● WORK TO BE COMPLETED
Wherever the word "width" shows up in the data, report the line it sits in.

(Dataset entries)
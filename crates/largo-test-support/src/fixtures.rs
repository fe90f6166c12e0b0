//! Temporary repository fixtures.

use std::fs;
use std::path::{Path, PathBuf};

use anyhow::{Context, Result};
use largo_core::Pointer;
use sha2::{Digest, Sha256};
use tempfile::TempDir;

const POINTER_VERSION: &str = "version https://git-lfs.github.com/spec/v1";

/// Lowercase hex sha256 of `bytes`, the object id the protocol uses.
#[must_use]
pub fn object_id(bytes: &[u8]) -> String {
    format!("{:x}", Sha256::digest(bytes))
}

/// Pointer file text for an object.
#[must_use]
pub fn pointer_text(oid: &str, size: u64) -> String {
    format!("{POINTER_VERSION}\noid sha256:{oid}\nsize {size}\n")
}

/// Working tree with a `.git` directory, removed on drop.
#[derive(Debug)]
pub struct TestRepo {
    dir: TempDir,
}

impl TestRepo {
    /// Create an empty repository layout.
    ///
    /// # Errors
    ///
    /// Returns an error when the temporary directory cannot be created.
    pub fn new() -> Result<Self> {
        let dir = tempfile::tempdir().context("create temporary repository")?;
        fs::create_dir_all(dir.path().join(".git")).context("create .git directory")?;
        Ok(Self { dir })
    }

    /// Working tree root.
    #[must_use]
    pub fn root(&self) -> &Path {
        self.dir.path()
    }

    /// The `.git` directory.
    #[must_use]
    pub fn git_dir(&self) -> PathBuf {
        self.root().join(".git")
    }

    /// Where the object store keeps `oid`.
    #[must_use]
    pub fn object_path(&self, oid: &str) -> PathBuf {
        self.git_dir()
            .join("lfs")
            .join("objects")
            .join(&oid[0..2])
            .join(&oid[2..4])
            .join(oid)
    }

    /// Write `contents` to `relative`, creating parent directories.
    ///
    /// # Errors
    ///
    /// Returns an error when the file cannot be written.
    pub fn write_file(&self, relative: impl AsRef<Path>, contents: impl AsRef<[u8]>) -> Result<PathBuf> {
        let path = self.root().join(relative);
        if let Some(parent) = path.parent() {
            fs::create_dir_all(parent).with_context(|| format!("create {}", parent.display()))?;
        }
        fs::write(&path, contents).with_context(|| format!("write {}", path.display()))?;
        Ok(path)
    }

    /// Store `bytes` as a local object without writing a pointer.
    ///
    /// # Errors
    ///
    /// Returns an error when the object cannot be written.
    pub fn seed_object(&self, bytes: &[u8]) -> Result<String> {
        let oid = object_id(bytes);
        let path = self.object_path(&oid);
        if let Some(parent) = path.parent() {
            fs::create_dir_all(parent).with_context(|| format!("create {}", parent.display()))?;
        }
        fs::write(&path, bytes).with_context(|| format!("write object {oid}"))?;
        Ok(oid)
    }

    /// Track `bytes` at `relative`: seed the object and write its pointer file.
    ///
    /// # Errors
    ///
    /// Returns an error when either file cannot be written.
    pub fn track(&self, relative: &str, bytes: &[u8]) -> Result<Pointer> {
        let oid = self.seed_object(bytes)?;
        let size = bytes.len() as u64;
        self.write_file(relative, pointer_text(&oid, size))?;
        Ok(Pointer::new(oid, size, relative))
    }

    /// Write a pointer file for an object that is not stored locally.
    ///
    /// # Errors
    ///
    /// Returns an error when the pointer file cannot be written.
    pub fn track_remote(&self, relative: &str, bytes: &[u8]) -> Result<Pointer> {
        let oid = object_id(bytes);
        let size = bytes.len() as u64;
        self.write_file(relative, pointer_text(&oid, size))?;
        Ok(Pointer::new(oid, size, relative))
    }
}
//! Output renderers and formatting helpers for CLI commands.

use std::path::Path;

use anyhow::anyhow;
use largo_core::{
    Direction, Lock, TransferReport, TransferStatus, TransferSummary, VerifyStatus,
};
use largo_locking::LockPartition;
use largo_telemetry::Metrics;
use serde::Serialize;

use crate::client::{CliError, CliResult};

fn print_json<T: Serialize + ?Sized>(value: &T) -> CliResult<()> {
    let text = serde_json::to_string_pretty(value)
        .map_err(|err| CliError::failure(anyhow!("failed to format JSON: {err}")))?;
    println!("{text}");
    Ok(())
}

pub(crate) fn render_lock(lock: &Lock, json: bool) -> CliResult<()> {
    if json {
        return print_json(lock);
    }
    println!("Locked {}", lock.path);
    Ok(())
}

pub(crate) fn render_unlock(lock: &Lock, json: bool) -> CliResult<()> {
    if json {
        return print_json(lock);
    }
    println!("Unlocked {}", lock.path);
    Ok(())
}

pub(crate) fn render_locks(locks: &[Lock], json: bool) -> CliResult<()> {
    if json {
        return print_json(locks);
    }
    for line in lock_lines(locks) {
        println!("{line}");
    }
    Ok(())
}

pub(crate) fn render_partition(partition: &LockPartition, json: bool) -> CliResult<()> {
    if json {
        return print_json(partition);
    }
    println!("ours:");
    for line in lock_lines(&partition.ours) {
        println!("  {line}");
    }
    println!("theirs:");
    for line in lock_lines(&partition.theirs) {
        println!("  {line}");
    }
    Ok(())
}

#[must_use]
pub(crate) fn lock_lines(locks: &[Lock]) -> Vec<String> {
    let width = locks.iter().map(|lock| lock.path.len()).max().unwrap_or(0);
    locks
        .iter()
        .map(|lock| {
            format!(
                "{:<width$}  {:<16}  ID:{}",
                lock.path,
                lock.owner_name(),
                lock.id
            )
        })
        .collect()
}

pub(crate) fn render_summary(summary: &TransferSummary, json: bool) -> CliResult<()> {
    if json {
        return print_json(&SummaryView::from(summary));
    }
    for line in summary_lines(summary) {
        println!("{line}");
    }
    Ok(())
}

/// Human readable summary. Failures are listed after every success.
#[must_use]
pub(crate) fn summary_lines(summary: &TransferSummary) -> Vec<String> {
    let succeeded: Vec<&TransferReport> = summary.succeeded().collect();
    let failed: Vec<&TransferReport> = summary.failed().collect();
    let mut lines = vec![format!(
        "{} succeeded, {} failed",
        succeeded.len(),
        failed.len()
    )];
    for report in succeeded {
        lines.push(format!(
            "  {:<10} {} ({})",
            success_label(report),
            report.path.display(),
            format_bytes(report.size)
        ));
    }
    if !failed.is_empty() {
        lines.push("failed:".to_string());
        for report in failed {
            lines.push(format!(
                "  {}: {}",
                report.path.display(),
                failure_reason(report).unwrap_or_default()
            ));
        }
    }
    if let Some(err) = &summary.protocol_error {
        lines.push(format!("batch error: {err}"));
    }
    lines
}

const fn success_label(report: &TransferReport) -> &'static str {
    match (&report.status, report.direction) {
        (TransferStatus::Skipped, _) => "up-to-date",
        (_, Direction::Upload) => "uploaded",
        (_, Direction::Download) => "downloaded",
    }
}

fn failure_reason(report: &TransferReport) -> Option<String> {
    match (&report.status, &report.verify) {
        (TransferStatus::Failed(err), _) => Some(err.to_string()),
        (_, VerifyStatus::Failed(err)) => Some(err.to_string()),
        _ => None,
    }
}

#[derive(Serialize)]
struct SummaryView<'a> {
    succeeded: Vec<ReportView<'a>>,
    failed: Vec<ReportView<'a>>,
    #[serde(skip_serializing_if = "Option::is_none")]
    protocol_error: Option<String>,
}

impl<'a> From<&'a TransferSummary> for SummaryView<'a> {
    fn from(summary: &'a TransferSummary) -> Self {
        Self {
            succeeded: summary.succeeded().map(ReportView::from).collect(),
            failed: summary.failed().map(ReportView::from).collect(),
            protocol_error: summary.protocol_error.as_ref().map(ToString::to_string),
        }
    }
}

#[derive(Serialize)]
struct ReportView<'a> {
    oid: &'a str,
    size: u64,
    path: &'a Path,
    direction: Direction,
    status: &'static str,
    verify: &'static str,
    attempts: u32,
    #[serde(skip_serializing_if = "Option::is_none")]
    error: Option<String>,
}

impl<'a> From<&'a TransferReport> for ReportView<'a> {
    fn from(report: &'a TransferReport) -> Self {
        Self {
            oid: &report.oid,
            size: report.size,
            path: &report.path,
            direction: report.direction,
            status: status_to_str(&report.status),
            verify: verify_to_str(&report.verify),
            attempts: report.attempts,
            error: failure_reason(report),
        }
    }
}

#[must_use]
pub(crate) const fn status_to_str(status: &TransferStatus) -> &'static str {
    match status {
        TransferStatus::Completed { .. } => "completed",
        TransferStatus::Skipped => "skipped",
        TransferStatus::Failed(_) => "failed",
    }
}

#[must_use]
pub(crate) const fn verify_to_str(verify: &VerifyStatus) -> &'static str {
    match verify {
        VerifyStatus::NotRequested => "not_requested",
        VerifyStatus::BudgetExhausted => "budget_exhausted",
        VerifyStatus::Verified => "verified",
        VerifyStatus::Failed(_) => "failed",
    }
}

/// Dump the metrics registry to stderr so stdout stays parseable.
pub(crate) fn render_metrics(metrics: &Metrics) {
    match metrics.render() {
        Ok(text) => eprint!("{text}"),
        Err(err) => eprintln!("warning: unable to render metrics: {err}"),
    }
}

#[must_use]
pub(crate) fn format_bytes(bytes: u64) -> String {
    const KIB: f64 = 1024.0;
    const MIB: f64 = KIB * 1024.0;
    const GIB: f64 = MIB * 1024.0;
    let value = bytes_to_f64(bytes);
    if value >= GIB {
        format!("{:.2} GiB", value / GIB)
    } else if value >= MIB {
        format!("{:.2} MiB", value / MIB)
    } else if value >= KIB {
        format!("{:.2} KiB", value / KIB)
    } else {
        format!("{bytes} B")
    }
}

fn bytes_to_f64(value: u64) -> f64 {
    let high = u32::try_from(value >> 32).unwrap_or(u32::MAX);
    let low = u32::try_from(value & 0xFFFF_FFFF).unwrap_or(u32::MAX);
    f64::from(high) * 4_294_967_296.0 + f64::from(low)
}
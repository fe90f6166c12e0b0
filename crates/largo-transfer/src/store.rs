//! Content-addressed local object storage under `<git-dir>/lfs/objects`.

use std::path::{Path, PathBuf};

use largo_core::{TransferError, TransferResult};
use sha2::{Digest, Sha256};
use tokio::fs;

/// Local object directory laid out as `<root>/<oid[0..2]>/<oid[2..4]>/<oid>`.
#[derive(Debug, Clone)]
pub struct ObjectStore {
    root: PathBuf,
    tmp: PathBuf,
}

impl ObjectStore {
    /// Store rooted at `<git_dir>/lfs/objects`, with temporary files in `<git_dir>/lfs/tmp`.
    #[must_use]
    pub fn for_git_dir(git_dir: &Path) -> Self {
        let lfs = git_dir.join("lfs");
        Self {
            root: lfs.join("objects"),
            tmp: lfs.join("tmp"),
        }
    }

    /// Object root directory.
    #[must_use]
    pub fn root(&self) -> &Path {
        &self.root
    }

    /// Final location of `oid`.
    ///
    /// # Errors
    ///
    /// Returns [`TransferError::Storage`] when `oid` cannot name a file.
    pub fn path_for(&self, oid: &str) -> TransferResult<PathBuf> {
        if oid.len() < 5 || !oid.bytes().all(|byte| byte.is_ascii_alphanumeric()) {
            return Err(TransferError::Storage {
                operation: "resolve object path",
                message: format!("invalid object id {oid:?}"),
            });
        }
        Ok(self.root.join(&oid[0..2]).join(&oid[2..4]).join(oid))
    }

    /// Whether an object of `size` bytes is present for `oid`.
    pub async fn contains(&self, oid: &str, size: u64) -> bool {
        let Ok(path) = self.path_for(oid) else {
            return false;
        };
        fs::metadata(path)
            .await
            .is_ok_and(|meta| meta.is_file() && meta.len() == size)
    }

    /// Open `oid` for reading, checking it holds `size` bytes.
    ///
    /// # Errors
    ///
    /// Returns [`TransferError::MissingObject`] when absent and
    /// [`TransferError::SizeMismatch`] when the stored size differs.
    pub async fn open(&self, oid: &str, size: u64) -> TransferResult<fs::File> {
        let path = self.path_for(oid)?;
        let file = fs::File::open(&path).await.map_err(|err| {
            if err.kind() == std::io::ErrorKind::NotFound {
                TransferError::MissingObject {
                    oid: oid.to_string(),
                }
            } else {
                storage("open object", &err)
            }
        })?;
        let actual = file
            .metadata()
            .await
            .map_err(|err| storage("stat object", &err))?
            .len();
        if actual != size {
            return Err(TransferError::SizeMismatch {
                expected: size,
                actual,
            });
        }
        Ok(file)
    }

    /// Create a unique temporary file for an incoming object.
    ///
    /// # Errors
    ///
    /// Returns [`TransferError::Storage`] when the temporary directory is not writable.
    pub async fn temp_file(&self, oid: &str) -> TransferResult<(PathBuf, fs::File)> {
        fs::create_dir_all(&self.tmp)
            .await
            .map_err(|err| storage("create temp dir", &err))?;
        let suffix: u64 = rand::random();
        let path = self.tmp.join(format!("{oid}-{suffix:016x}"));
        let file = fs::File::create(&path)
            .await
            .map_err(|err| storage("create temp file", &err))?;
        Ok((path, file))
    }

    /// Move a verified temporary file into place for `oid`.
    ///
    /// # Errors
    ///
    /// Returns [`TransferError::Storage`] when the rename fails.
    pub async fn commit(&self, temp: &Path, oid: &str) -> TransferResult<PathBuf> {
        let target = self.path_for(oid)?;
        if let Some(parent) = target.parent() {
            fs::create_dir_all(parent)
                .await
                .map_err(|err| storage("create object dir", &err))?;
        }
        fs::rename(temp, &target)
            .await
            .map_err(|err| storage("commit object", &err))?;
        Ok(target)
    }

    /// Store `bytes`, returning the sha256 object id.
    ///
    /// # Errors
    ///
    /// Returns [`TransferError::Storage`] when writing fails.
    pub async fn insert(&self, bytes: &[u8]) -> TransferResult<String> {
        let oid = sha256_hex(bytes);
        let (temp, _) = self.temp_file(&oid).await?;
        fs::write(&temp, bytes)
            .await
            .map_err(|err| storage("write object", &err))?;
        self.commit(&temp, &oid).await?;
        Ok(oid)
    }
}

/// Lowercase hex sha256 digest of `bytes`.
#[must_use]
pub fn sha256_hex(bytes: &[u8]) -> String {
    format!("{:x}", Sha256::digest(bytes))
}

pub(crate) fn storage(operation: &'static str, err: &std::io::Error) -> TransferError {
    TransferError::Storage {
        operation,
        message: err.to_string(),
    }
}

● RESPONSE FOR THIS EXERCISE
    let width = locks.iter().map(|lock| lock.path.len()).max().unwrap_or(0);
                "{:<width$}  {:<16}  ID:{}",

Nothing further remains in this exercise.